### About this task
Restate the data that follows exactly as it stands, beginning with the first line and ending with the line that contains "against. One production".
--- Information shown ---
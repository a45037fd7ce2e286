/* This Source Code Form is subject to the terms of the Mozilla Public
 * License, v. 2.0. If a copy of the MPL was not distributed with this
 * file, You can obtain one at https://mozilla.org/MPL/2.0/. */

pub mod immutable;

use std::fs;
use std::io;
use std::os::unix::fs::{MetadataExt, PermissionsExt};
use std::path::{Path, PathBuf};

use log::debug;
use thiserror::Error;
use walkdir::WalkDir;

type Result<T> = std::result::Result<T, PlatformError>;

#[derive(Error, Debug)]
pub enum PlatformError {
    #[error("'{0}' not found")]
    NotFound(PathBuf),
    #[error("permission denied for '{0}'")]
    Permission(PathBuf),
    #[error("unknown user '{0}'")]
    UnknownUser(String),
    #[error("unknown group '{0}'")]
    UnknownGroup(String),
    #[error("failed to access '{path}': {source}")]
    Io {
        path: PathBuf,
        #[source]
        source: io::Error,
    },
}

impl PlatformError {
    fn from_io(path: &Path, err: io::Error) -> Self {
        match err.kind() {
            io::ErrorKind::NotFound => PlatformError::NotFound(path.to_path_buf()),
            io::ErrorKind::PermissionDenied => PlatformError::Permission(path.to_path_buf()),
            _ => PlatformError::Io {
                path: path.to_path_buf(),
                source: err,
            },
        }
    }
}

/// Permission bits plus resolved owner and group names.
#[derive(Debug, Clone, PartialEq, Eq)]
pub struct FileInfo {
    pub mode: u32,
    pub owner: String,
    pub group: String,
}

/// One directory entry, lstat-based so symlinks report as such.
#[derive(Debug, Clone, PartialEq, Eq)]
pub struct DirEntryInfo {
    pub name: String,
    pub path: PathBuf,
    pub is_dir: bool,
    pub is_symlink: bool,
}

/// Result of a permission apply; ownership changes are skipped without root.
#[derive(Debug, Clone, Copy, PartialEq, Eq)]
pub struct PermissionOutcome {
    pub ownership_skipped: bool,
}

/// Result of an immutable-flag change; skipped without root.
#[derive(Debug, Clone, Copy, PartialEq, Eq)]
pub struct FlagOutcome {
    pub skipped: bool,
}

/// POSIX capability set the engine runs against. One production
/// implementation ([`LocalPlatform`]) plus in-memory doubles in tests.
///
/// Implementations never print and never consult the registry; every
/// failure is returned as data for the caller to warn, retry or abort on.
pub trait Platform {
    fn file_info(&self, path: &Path) -> Result<FileInfo>;

    /// `chmod` unconditionally, then ownership if `owner`/`group` are
    /// non-empty. Without root privileges ownership is skipped, not errored;
    /// the outcome reports the skip so the caller can warn once per batch.
    fn apply_permissions(
        &self,
        path: &Path,
        mode: u32,
        owner: &str,
        group: &str,
    ) -> Result<PermissionOutcome>;

    /// Same semantics as [`Platform::apply_permissions`]; separate entry
    /// point so call sites read as what they are (guard off, not on).
    fn restore_permissions(
        &self,
        path: &Path,
        mode: u32,
        owner: &str,
        group: &str,
    ) -> Result<PermissionOutcome> {
        self.apply_permissions(path, mode, owner, group)
    }

    fn set_immutable(&self, path: &Path) -> Result<FlagOutcome>;
    fn clear_immutable(&self, path: &Path) -> Result<FlagOutcome>;
    fn is_immutable(&self, path: &Path) -> Result<bool>;

    /// Regular files only: false for directories, symlinks and specials.
    fn file_exists(&self, path: &Path) -> bool;
    fn is_dir(&self, path: &Path) -> bool;
    fn is_symlink(&self, path: &Path) -> bool;

    /// Order-preserving partition into (existing, missing).
    fn check_files_exist(&self, paths: &[PathBuf]) -> (Vec<PathBuf>, Vec<PathBuf>) {
        let mut existing = vec![];
        let mut missing = vec![];
        for path in paths {
            if self.file_exists(path) {
                existing.push(path.clone());
            } else {
                missing.push(path.clone());
            }
        }
        (existing, missing)
    }

    /// Regular files directly in `dir`, symlinks and subdirectories excluded.
    fn collect_immediate_files(&self, dir: &Path) -> Result<Vec<PathBuf>>;

    /// Regular files anywhere under `dir`, symlinks excluded, never followed.
    fn collect_files_recursive(&self, dir: &Path) -> Result<Vec<PathBuf>>;

    /// Entries sorted directories-first, then alphabetically.
    fn read_dir(&self, dir: &Path) -> Result<Vec<DirEntryInfo>>;

    fn has_root_privileges(&self) -> bool;
}

/// Platform backed by the host filesystem.
pub struct LocalPlatform {}

impl LocalPlatform {
    pub fn new() -> Self {
        LocalPlatform {}
    }
}

fn owner_name(uid: u32) -> String {
    uzers::get_user_by_uid(uid)
        .map(|u| u.name().to_string_lossy().into_owned())
        .unwrap_or_else(|| uid.to_string())
}

fn group_name(gid: u32) -> String {
    uzers::get_group_by_gid(gid)
        .map(|g| g.name().to_string_lossy().into_owned())
        .unwrap_or_else(|| gid.to_string())
}

fn cstring(path: &Path) -> io::Result<std::ffi::CString> {
    use std::os::unix::ffi::OsStrExt;
    std::ffi::CString::new(path.as_os_str().as_bytes())
        .map_err(|_| io::Error::new(io::ErrorKind::InvalidInput, "path contains NUL"))
}

/// `chown` with either side left unchanged when `None`.
fn chown(path: &Path, uid: Option<u32>, gid: Option<u32>) -> io::Result<()> {
    let cpath = cstring(path)?;
    let uid = uid.map(|v| v as libc::uid_t).unwrap_or(libc::uid_t::MAX);
    let gid = gid.map(|v| v as libc::gid_t).unwrap_or(libc::gid_t::MAX);
    if unsafe { libc::chown(cpath.as_ptr(), uid, gid) } != 0 {
        return Err(io::Error::last_os_error());
    }
    Ok(())
}

impl Platform for LocalPlatform {
    fn file_info(&self, path: &Path) -> Result<FileInfo> {
        let meta = fs::metadata(path).map_err(|err| PlatformError::from_io(path, err))?;
        Ok(FileInfo {
            mode: meta.mode() & 0o7777,
            owner: owner_name(meta.uid()),
            group: group_name(meta.gid()),
        })
    }

    fn apply_permissions(
        &self,
        path: &Path,
        mode: u32,
        owner: &str,
        group: &str,
    ) -> Result<PermissionOutcome> {
        debug!(
            "apply mode {:04o}, owner '{}', group '{}' to '{}'",
            mode,
            owner,
            group,
            path.display()
        );
        fs::set_permissions(path, fs::Permissions::from_mode(mode))
            .map_err(|err| PlatformError::from_io(path, err))?;

        if owner.is_empty() && group.is_empty() {
            return Ok(PermissionOutcome {
                ownership_skipped: false,
            });
        }
        if !self.has_root_privileges() {
            return Ok(PermissionOutcome {
                ownership_skipped: true,
            });
        }

        if !owner.is_empty() {
            let uid = uzers::get_user_by_name(owner)
                .map(|u| u.uid())
                .ok_or_else(|| PlatformError::UnknownUser(owner.to_owned()))?;
            chown(path, Some(uid), None).map_err(|err| PlatformError::from_io(path, err))?;
        }
        if !group.is_empty() {
            let gid = uzers::get_group_by_name(group)
                .map(|g| g.gid())
                .ok_or_else(|| PlatformError::UnknownGroup(group.to_owned()))?;
            chown(path, None, Some(gid)).map_err(|err| PlatformError::from_io(path, err))?;
        }
        Ok(PermissionOutcome {
            ownership_skipped: false,
        })
    }

    fn set_immutable(&self, path: &Path) -> Result<FlagOutcome> {
        if !self.has_root_privileges() {
            return Ok(FlagOutcome { skipped: true });
        }
        debug!("set immutable flag on '{}'", path.display());
        immutable::set(path).map_err(|err| PlatformError::from_io(path, err))?;
        Ok(FlagOutcome { skipped: false })
    }

    fn clear_immutable(&self, path: &Path) -> Result<FlagOutcome> {
        if !self.has_root_privileges() {
            return Ok(FlagOutcome { skipped: true });
        }
        debug!("clear immutable flag on '{}'", path.display());
        immutable::clear(path).map_err(|err| PlatformError::from_io(path, err))?;
        Ok(FlagOutcome { skipped: false })
    }

    fn is_immutable(&self, path: &Path) -> Result<bool> {
        immutable::query(path).map_err(|err| PlatformError::from_io(path, err))
    }

    fn file_exists(&self, path: &Path) -> bool {
        fs::symlink_metadata(path)
            .map(|meta| meta.file_type().is_file())
            .unwrap_or(false)
    }

    fn is_dir(&self, path: &Path) -> bool {
        fs::symlink_metadata(path)
            .map(|meta| meta.file_type().is_dir())
            .unwrap_or(false)
    }

    fn is_symlink(&self, path: &Path) -> bool {
        fs::symlink_metadata(path)
            .map(|meta| meta.file_type().is_symlink())
            .unwrap_or(false)
    }

    fn collect_immediate_files(&self, dir: &Path) -> Result<Vec<PathBuf>> {
        let entries = fs::read_dir(dir).map_err(|err| PlatformError::from_io(dir, err))?;
        let mut files = vec![];
        for entry in entries {
            let entry = entry.map_err(|err| PlatformError::from_io(dir, err))?;
            let file_type = entry
                .file_type()
                .map_err(|err| PlatformError::from_io(&entry.path(), err))?;
            if file_type.is_file() {
                files.push(entry.path());
            }
        }
        files.sort();
        Ok(files)
    }

    fn collect_files_recursive(&self, dir: &Path) -> Result<Vec<PathBuf>> {
        let mut files = vec![];
        for entry in WalkDir::new(dir).sort_by(|a, b| a.file_name().cmp(b.file_name())) {
            let entry = entry.map_err(|err| PlatformError::Io {
                path: dir.to_path_buf(),
                source: err.into(),
            })?;
            if entry.file_type().is_file() {
                files.push(entry.path().to_path_buf());
            }
        }
        Ok(files)
    }

    fn read_dir(&self, dir: &Path) -> Result<Vec<DirEntryInfo>> {
        let entries = fs::read_dir(dir).map_err(|err| PlatformError::from_io(dir, err))?;
        let mut infos = vec![];
        for entry in entries {
            let entry = entry.map_err(|err| PlatformError::from_io(dir, err))?;
            let file_type = entry
                .file_type()
                .map_err(|err| PlatformError::from_io(&entry.path(), err))?;
            infos.push(DirEntryInfo {
                name: entry.file_name().to_string_lossy().into_owned(),
                path: entry.path(),
                is_dir: file_type.is_dir(),
                is_symlink: file_type.is_symlink(),
            });
        }
        infos.sort_by(|a, b| b.is_dir.cmp(&a.is_dir).then(a.name.cmp(&b.name)));
        Ok(infos)
    }

    fn has_root_privileges(&self) -> bool {
        uzers::get_effective_uid() == 0
    }
}

#[cfg(test)]
mod tests {
    use std::os::unix::fs::symlink;

    use tempfile::TempDir;

    use super::*;

    fn touch(dir: &TempDir, name: &str) -> PathBuf {
        let path = dir.path().join(name);
        fs::write(&path, "content").unwrap();
        path
    }

    #[test]
    fn test_file_info_captures_permission_bits() {
        let dir = TempDir::new().unwrap();
        let file = touch(&dir, "a.txt");
        fs::set_permissions(&file, fs::Permissions::from_mode(0o640)).unwrap();

        let info = LocalPlatform::new().file_info(&file).unwrap();
        assert_eq!(0o640, info.mode);
        assert!(!info.owner.is_empty());
        assert!(!info.group.is_empty());
    }

    #[test]
    fn test_file_info_missing() {
        let dir = TempDir::new().unwrap();
        assert!(matches!(
            LocalPlatform::new().file_info(&dir.path().join("ghost")),
            Err(PlatformError::NotFound(_))
        ));
    }

    #[test]
    fn test_apply_permissions_chmods() {
        let dir = TempDir::new().unwrap();
        let file = touch(&dir, "a.txt");

        let platform = LocalPlatform::new();
        let outcome = platform.apply_permissions(&file, 0o600, "", "").unwrap();
        assert!(!outcome.ownership_skipped);
        assert_eq!(0o600, platform.file_info(&file).unwrap().mode);
    }

    #[test]
    fn test_ownership_skipped_without_root() {
        let platform = LocalPlatform::new();
        if platform.has_root_privileges() {
            return;
        }
        let dir = TempDir::new().unwrap();
        let file = touch(&dir, "a.txt");
        let outcome = platform
            .apply_permissions(&file, 0o600, "nobody", "")
            .unwrap();
        assert!(outcome.ownership_skipped);
        // chmod still ran
        assert_eq!(0o600, platform.file_info(&file).unwrap().mode);
    }

    #[test]
    fn test_file_exists_only_for_regular_files() {
        let dir = TempDir::new().unwrap();
        let file = touch(&dir, "a.txt");
        let sub = dir.path().join("sub");
        fs::create_dir(&sub).unwrap();
        let link = dir.path().join("link");
        symlink(&file, &link).unwrap();

        let platform = LocalPlatform::new();
        assert!(platform.file_exists(&file));
        assert!(!platform.file_exists(&sub));
        assert!(!platform.file_exists(&link));
        assert!(!platform.file_exists(&dir.path().join("ghost")));
    }

    #[test]
    fn test_check_files_exist_preserves_order() {
        let dir = TempDir::new().unwrap();
        let a = touch(&dir, "a.txt");
        let b = touch(&dir, "b.txt");
        let ghost = dir.path().join("ghost");

        let (existing, missing) =
            LocalPlatform::new().check_files_exist(&[b.clone(), ghost.clone(), a.clone()]);
        assert_eq!(vec![b, a], existing);
        assert_eq!(vec![ghost], missing);
    }

    #[test]
    fn test_collect_immediate_skips_dirs_and_symlinks() {
        let dir = TempDir::new().unwrap();
        let a = touch(&dir, "a.txt");
        fs::create_dir(dir.path().join("sub")).unwrap();
        fs::write(dir.path().join("sub/nested.txt"), "x").unwrap();
        symlink(&a, dir.path().join("link")).unwrap();

        let files = LocalPlatform::new()
            .collect_immediate_files(dir.path())
            .unwrap();
        assert_eq!(vec![a], files);
    }

    #[test]
    fn test_collect_recursive_includes_nested() {
        let dir = TempDir::new().unwrap();
        let a = touch(&dir, "a.txt");
        fs::create_dir(dir.path().join("sub")).unwrap();
        let nested = dir.path().join("sub/nested.txt");
        fs::write(&nested, "x").unwrap();
        symlink(&a, dir.path().join("link")).unwrap();

        let files = LocalPlatform::new()
            .collect_files_recursive(dir.path())
            .unwrap();
        assert_eq!(vec![a, nested], files);
    }

    #[test]
    fn test_read_dir_sorts_dirs_first() {
        let dir = TempDir::new().unwrap();
        touch(&dir, "b.txt");
        touch(&dir, "a.txt");
        fs::create_dir(dir.path().join("zdir")).unwrap();

        let names: Vec<String> = LocalPlatform::new()
            .read_dir(dir.path())
            .unwrap()
            .into_iter()
            .map(|e| e.name)
            .collect();
        assert_eq!(vec!["zdir", "a.txt", "b.txt"], names);
    }
}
---
### Task answer
repository a45037fd7ce2e286
/* This Source Code Form is subject to the terms of the Mozilla Public
 * License, v. 2.0. If a copy of the MPL was not distributed with this
 * file, You can obtain one at https://mozilla.org/MPL/2.0/. */

pub mod immutable;

use std::fs;
use std::io;
use std::os::unix::fs::{MetadataExt, PermissionsExt};
use std::path::{Path, PathBuf};

use log::debug;
use thiserror::Error;
use walkdir::WalkDir;

type Result<T> = std::result::Result<T, PlatformError>;

#[derive(Error, Debug)]
pub enum PlatformError {
    #[error("'{0}' not found")]
    NotFound(PathBuf),
    #[error("permission denied for '{0}'")]
    Permission(PathBuf),
    #[error("unknown user '{0}'")]
    UnknownUser(String),
    #[error("unknown group '{0}'")]
    UnknownGroup(String),
    #[error("failed to access '{path}': {source}")]
    Io {
        path: PathBuf,
        #[source]
        source: io::Error,
    },
}

impl PlatformError {
    fn from_io(path: &Path, err: io::Error) -> Self {
        match err.kind() {
            io::ErrorKind::NotFound => PlatformError::NotFound(path.to_path_buf()),
            io::ErrorKind::PermissionDenied => PlatformError::Permission(path.to_path_buf()),
            _ => PlatformError::Io {
                path: path.to_path_buf(),
                source: err,
            },
        }
    }
}

/// Permission bits plus resolved owner and group names.
#[derive(Debug, Clone, PartialEq, Eq)]
pub struct FileInfo {
    pub mode: u32,
    pub owner: String,
    pub group: String,
}

/// One directory entry, lstat-based so symlinks report as such.
#[derive(Debug, Clone, PartialEq, Eq)]
pub struct DirEntryInfo {
    pub name: String,
    pub path: PathBuf,
    pub is_dir: bool,
    pub is_symlink: bool,
}

/// Result of a permission apply; ownership changes are skipped without root.
#[derive(Debug, Clone, Copy, PartialEq, Eq)]
pub struct PermissionOutcome {
    pub ownership_skipped: bool,
}

/// Result of an immutable-flag change; skipped without root.
#[derive(Debug, Clone, Copy, PartialEq, Eq)]
pub struct FlagOutcome {
    pub skipped: bool,
}

/// POSIX capability set the engine runs against. One production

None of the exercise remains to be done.